Exercise inputs section start

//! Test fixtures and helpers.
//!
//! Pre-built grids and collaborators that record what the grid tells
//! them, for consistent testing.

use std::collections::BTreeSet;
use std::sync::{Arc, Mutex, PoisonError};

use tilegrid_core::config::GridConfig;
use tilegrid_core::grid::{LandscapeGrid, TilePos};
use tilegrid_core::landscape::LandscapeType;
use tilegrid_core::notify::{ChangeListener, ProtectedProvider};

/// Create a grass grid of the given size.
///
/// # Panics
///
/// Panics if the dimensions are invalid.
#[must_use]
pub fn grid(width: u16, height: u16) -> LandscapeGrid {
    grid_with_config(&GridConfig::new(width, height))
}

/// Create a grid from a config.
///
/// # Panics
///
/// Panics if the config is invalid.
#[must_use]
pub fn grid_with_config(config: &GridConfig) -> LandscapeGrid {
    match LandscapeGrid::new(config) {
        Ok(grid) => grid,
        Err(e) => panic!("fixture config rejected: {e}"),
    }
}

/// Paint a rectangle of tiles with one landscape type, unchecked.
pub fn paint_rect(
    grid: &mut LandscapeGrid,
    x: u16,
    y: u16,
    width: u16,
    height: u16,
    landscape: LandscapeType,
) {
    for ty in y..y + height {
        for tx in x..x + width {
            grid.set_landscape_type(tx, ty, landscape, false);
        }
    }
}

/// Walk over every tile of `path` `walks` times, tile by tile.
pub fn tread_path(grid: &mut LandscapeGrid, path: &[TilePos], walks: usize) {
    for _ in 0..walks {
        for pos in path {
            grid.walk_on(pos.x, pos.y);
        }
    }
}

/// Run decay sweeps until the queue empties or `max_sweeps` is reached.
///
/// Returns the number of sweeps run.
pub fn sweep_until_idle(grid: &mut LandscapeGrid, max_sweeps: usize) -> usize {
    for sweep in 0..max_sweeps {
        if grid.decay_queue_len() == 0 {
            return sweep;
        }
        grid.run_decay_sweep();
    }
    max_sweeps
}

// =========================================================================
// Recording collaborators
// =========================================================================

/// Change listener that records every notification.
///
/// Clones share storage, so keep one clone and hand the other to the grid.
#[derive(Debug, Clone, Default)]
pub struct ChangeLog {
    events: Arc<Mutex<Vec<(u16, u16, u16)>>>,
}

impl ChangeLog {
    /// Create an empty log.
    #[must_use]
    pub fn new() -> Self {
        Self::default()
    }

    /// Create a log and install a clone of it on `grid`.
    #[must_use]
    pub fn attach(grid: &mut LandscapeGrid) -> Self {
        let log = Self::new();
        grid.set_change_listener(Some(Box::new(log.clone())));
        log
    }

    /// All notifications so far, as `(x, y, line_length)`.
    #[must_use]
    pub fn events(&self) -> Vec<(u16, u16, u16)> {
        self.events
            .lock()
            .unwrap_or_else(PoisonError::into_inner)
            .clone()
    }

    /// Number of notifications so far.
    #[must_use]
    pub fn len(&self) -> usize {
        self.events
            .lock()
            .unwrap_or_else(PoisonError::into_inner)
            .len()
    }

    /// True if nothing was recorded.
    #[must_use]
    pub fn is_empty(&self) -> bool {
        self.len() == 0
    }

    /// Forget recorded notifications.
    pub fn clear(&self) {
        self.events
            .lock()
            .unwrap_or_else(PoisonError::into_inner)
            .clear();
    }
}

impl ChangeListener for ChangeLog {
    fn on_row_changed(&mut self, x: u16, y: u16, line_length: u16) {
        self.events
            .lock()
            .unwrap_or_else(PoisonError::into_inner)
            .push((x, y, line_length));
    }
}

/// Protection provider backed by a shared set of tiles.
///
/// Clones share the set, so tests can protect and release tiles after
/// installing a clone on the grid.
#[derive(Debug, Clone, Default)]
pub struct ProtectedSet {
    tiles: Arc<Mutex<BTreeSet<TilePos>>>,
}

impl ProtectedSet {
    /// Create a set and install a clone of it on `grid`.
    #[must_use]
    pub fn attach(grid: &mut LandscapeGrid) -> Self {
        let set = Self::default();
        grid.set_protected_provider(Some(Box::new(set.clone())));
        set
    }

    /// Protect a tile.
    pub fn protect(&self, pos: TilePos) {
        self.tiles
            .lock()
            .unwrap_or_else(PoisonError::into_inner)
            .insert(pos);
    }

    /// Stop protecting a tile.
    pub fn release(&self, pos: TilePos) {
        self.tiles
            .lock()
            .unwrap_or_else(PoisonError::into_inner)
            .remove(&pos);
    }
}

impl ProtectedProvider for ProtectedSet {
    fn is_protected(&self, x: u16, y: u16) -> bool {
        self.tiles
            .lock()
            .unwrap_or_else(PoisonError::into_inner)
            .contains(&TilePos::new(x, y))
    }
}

Exercise inputs section end

**What needs to be done:**
Exactly as written, please reproduce the lines from the first line of the data to the line containing "use tilegrid_core::config::GridConfig;", inclusive, and nothing else.

**Task solution:**
//! Test fixtures and helpers.
//!
//! Pre-built grids and collaborators that record what the grid tells
//! them, for consistent testing.

use std::collections::BTreeSet;
use std::sync::{Arc, Mutex, PoisonError};

use tilegrid_core::config::GridConfig;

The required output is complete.